▶ _THE TASK_: For the entries below, report every line that includes the word "Clone".

▶ _Collected data entries_:
===============

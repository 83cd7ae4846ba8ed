//! Badge components for categories, story flags and post status.

use maud::{html, Markup, Render};

use crate::wordpress::PostStatus;

/// A category label.
#[derive(Debug, Clone)]
pub struct CategoryBadge<'a> {
    pub category: &'a str,
}

impl<'a> CategoryBadge<'a> {
    #[must_use]
    pub const fn new(category: &'a str) -> Self {
        Self { category }
    }

    /// CSS modifier derived from the category name, e.g. `category-politics`.
    #[must_use]
    pub fn css_class(&self) -> String {
        let slug: String = self
            .category
            .chars()
            .map(|c| {
                if c.is_ascii_alphanumeric() {
                    c.to_ascii_lowercase()
                } else {
                    '-'
                }
            })
            .collect();
        format!("category-badge category-{slug}")
    }
}

impl Render for CategoryBadge<'_> {
    fn render(&self) -> Markup {
        html! {
            span class=(self.css_class()) { (self.category) }
        }
    }
}

#[derive(Debug, Clone, Copy, PartialEq, Eq)]
pub enum FlagVariant {
    Breaking,
    Trending,
    Featured,
}

impl FlagVariant {
    #[must_use]
    pub const fn css_class(&self) -> &'static str {
        match self {
            Self::Breaking => "flag-badge flag-breaking",
            Self::Trending => "flag-badge flag-trending",
            Self::Featured => "flag-badge flag-featured",
        }
    }

    #[must_use]
    pub const fn label(&self) -> &'static str {
        match self {
            Self::Breaking => "Breaking",
            Self::Trending => "Trending",
            Self::Featured => "Featured",
        }
    }
}

/// Breaking / trending / featured marker.
#[derive(Debug, Clone, Copy)]
pub struct FlagBadge {
    pub variant: FlagVariant,
}

impl FlagBadge {
    #[must_use]
    pub const fn breaking() -> Self {
        Self {
            variant: FlagVariant::Breaking,
        }
    }

    #[must_use]
    pub const fn trending() -> Self {
        Self {
            variant: FlagVariant::Trending,
        }
    }

    #[must_use]
    pub const fn featured() -> Self {
        Self {
            variant: FlagVariant::Featured,
        }
    }
}

impl Render for FlagBadge {
    fn render(&self) -> Markup {
        html! {
            span class=(self.variant.css_class()) { (self.variant.label()) }
        }
    }
}

/// Publication status of a post on the dashboard.
#[derive(Debug, Clone, Copy)]
pub struct StatusBadge {
    pub status: Option<PostStatus>,
}

impl StatusBadge {
    /// Badge for a status string as the CMS reports it; unknown values
    /// render as-is without a modifier class.
    #[must_use]
    pub fn from_status(status: &str) -> Self {
        Self {
            status: PostStatus::parse(status),
        }
    }
}

impl Render for StatusBadge {
    fn render(&self) -> Markup {
        match self.status {
            Some(status) => html! {
                span class=(format!("status-badge status-{}", status.as_str())) {
                    (status.as_str())
                }
            },
            None => html! {
                span class="status-badge" { "unknown" }
            },
        }
    }
}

===============

▶ _FINAL ANSWER_:
#[derive(Debug, Clone)]
#[derive(Debug, Clone, Copy, PartialEq, Eq)]
#[derive(Debug, Clone, Copy)]
#[derive(Debug, Clone, Copy)]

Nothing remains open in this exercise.